◆ EXERCISE AIM
Wherever "ScheduledItem" turns up in the entries, copy out the line that holds it.

◆ Collected data
Start of Block

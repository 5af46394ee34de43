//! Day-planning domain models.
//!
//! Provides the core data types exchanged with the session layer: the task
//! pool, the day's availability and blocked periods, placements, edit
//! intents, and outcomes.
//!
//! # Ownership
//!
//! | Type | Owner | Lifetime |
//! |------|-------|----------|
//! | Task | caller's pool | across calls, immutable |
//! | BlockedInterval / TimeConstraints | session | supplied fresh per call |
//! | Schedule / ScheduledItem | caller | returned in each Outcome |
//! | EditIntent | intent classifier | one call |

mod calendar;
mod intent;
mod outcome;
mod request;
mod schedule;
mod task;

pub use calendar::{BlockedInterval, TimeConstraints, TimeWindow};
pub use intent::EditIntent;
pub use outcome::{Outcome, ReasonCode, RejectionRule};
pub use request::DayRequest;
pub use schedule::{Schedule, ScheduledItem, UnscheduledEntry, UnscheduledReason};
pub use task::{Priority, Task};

End of Block

◆ RESULT FOR THIS TASK
//! | Schedule / ScheduledItem | caller | returned in each Outcome |
pub use schedule::{Schedule, ScheduledItem, UnscheduledEntry, UnscheduledReason};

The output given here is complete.